EXERCISE:
Write each entry out once more, please, precisely as shown.

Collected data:
---*---

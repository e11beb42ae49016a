//! Metrics collection and exposition.
//!
//! # Metrics
//! - `relay_images_in_progress` (gauge): relay sessions currently active
//! - `relay_streaming_duration_seconds` (histogram): session duration
//! - `relay_stream_sessions_total` (counter): finished sessions by outcome
//!
//! # Design Decisions
//! - Updates are side effects only; nothing reads them back on the hot path
//! - In-flight tracking is RAII so early returns still decrement
//! - The in-flight count is mirrored in an atomic so it can be read locally

use std::net::SocketAddr;
use std::sync::atomic::{AtomicI64, Ordering};
use std::sync::Arc;
use std::time::{Duration, Instant};

use metrics::{counter, describe_counter, describe_gauge, describe_histogram, gauge, histogram};
use metrics_exporter_prometheus::PrometheusBuilder;

pub const IMAGES_IN_PROGRESS: &str = "relay_images_in_progress";
pub const STREAMING_DURATION: &str = "relay_streaming_duration_seconds";
pub const STREAM_SESSIONS: &str = "relay_stream_sessions_total";

/// Install the Prometheus recorder with an HTTP listener on `addr`.
pub fn init_metrics(addr: SocketAddr) {
    match PrometheusBuilder::new().with_http_listener(addr).install() {
        Ok(()) => {
            describe_gauge!(IMAGES_IN_PROGRESS, "Relay sessions currently streaming");
            describe_histogram!(
                STREAMING_DURATION,
                "Time from session start to the end of the body stream"
            );
            describe_counter!(STREAM_SESSIONS, "Finished relay sessions by outcome");
            tracing::info!(address = %addr, "Metrics endpoint listening");
        }
        Err(e) => {
            tracing::error!(error = %e, "Failed to install metrics exporter");
        }
    }
}

/// Count one finished session. `outcome` is `done`, `aborted` or `failed`.
pub fn record_session(outcome: &'static str) {
    counter!(STREAM_SESSIONS, "outcome" => outcome).increment(1);
}

/// Count of active relay sessions, shared by clones.
#[derive(Debug, Clone, Default)]
pub struct InFlightCounter {
    active: Arc<AtomicI64>,
}

impl InFlightCounter {
    pub fn new() -> Self {
        Self::default()
    }

    /// Record a new active session. Returns a guard that decrements on drop.
    pub fn track(&self) -> InFlightGuard {
        self.active.fetch_add(1, Ordering::SeqCst);
        gauge!(IMAGES_IN_PROGRESS).increment(1.0);
        InFlightGuard {
            active: Arc::clone(&self.active),
        }
    }

    /// Current number of active sessions.
    pub fn current(&self) -> i64 {
        self.active.load(Ordering::SeqCst)
    }
}

/// Keeps one session counted as in flight.
#[derive(Debug)]
pub struct InFlightGuard {
    active: Arc<AtomicI64>,
}

impl Drop for InFlightGuard {
    fn drop(&mut self) {
        self.active.fetch_sub(1, Ordering::SeqCst);
        gauge!(IMAGES_IN_PROGRESS).decrement(1.0);
    }
}

/// Measures the streaming segment of a session. Recorded on drop.
#[derive(Debug)]
pub struct StreamingSegment {
    started: Instant,
}

impl StreamingSegment {
    pub fn start() -> Self {
        Self {
            started: Instant::now(),
        }
    }

    pub fn elapsed(&self) -> Duration {
        self.started.elapsed()
    }
}

impl Drop for StreamingSegment {
    fn drop(&mut self) {
        histogram!(STREAMING_DURATION).record(self.started.elapsed().as_secs_f64());
    }
}

#[cfg(test)]
mod tests {
    use super::*;

    #[test]
    fn in_flight_counts() {
        let counter = InFlightCounter::new();
        assert_eq!(counter.current(), 0);

        let g1 = counter.track();
        let g2 = counter.clone().track();
        assert_eq!(counter.current(), 2);

        drop(g1);
        assert_eq!(counter.current(), 1);
        drop(g2);
        assert_eq!(counter.current(), 0);
    }

    #[test]
    fn segment_measures_time() {
        let segment = StreamingSegment::start();
        std::thread::sleep(Duration::from_millis(5));
        assert!(segment.elapsed() >= Duration::from_millis(5));
    }
}
//! HTTP protocol handling subsystem.
//!
//! # Data Flow
//! ```text
//! TCP connection
//!     → server.rs (Axum setup, middleware)
//!     → request.rs (request ID)
//!     → options.rs (relay path → processing options + source URL)
//!     → relay::stream (fetch origin, stream back)
//!     → cache.rs (cache policy, canonical link on the way out)
//!     → Send to client
//! ```

pub mod cache;
pub mod request;
pub mod server;

pub use request::{RequestIdExt, X_REQUEST_ID};
pub use server::{AppState, HttpServer};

---*---

TASK SOLUTION:
repository e11beb42ae49016a
//! Metrics collection and exposition.
//!
//! # Metrics
//! - `relay_images_in_progress` (gauge): relay sessions currently active
//! - `relay_streaming_duration_seconds` (histogram): session duration
//! - `relay_stream_sessions_total` (counter): finished sessions by outcome
//!
//! # Design Decisions
//! - Updates are side effects only; nothing reads them back on the hot path
//! - In-flight tracking is RAII so early returns still decrement
//! - The in-flight count is mirrored in an atomic so it can be read locally

use std::net::SocketAddr;
use std::sync::atomic::{AtomicI64, Ordering};
use std::sync::Arc;
use std::time::{Duration, Instant};

use metrics::{counter, describe_counter, describe_gauge, describe_histogram, gauge, histogram};
use metrics_exporter_prometheus::PrometheusBuilder;

pub const IMAGES_IN_PROGRESS: &str = "relay_images_in_progress";
pub const STREAMING_DURATION: &str = "relay_streaming_duration_seconds";
pub const STREAM_SESSIONS: &str = "relay_stream_sessions_total";

/// Install the Prometheus recorder with an HTTP listener on `addr`.
pub fn init_metrics(addr: SocketAddr) {
    match PrometheusBuilder::new().with_http_listener(addr).install() {
        Ok(()) => {
            describe_gauge!(IMAGES_IN_PROGRESS, "Relay sessions currently streaming");
            describe_histogram!(
                STREAMING_DURATION,
                "Time from session start to the end of the body stream"
            );
            describe_counter!(STREAM_SESSIONS, "Finished relay sessions by outcome");
            tracing::info!(address = %addr, "Metrics endpoint listening");
        }
        Err(e) => {
            tracing::error!(error = %e, "Failed to install metrics exporter");
        }
    }
}

/// Count one finished session. `outcome` is `done`, `aborted` or `failed`.
pub fn record_session(outcome: &'static str) {
    counter!(STREAM_SESSIONS, "outcome" => outcome).increment(1);
}

/// Count of active relay sessions, shared by clones.
#[derive(Debug, Clone, Default)]
pub struct InFlightCounter {
    active: Arc<AtomicI64>,
}

impl InFlightCounter {
    pub fn new() -> Self {
        Self::default()
    }

    /// Record a new active session. Returns a guard that decrements on drop.
    pub fn track(&self) -> InFlightGuard {
        self.active.fetch_add(1, Ordering::SeqCst);
        gauge!(IMAGES_IN_PROGRESS).increment(1.0);
        InFlightGuard {
            active: Arc::clone(&self.active),
        }
    }

    /// Current number of active sessions.
    pub fn current(&self) -> i64 {
        self.active.load(Ordering::SeqCst)
    }
}

/// Keeps one session counted as in flight.
#[derive(Debug)]
pub struct InFlightGuard {
    active: Arc<AtomicI64>,
}

impl Drop for InFlightGuard {
    fn drop(&mut self) {
        self.active.fetch_sub(1, Ordering::SeqCst);
        gauge!(IMAGES_IN_PROGRESS).decrement(1.0);
    }
}

/// Measures the streaming segment of a session. Recorded on drop.
#[derive(Debug)]
pub struct StreamingSegment {
    started: Instant,
}

impl StreamingSegment {
    pub fn start() -> Self {
        Self {
            started: Instant::now(),
        }
    }

    pub fn elapsed(&self) -> Duration {
        self.started.elapsed()
    }
}

impl Drop for StreamingSegment {
    fn drop(&mut self) {
        histogram!(STREAMING_DURATION).record(self.started.elapsed().as_secs_f64());
    }
}

#[cfg(test)]
mod tests {
    use super::*;

    #[test]
    fn in_flight_counts() {
        let counter = InFlightCounter::new();
        assert_eq!(counter.current(), 0);

        let g1 = counter.track();
        let g2 = counter.clone().track();
        assert_eq!(counter.current(), 2);

        drop(g1);
        assert_eq!(counter.current(), 1);
        drop(g2);
        assert_eq!(counter.current(), 0);
    }

    #[test]
    fn segment_measures_time() {
        let segment = StreamingSegment::start();
        std::thread::sleep(Duration::from_millis(5));
        assert!(segment.elapsed() >= Duration::from_millis(5));
    }
}
//! HTTP protocol handling subsystem.
//!
//! # Data Flow
//! ```text
//! TCP connection
//!     → server.rs (Axum setup, middleware)
//!     → request.rs (request ID)
//!     → options.rs (relay path → processing options + source URL)
//!     → relay::stream (fetch origin, stream back)
//!     → cache.rs (cache policy, canonical link on the way out)
//!     → Send to client
//! ```

pub mod cache;
pub mod request;
pub mod server;

pub use request::{RequestIdExt, X_REQUEST_ID};
pub use server::{AppState, HttpServer};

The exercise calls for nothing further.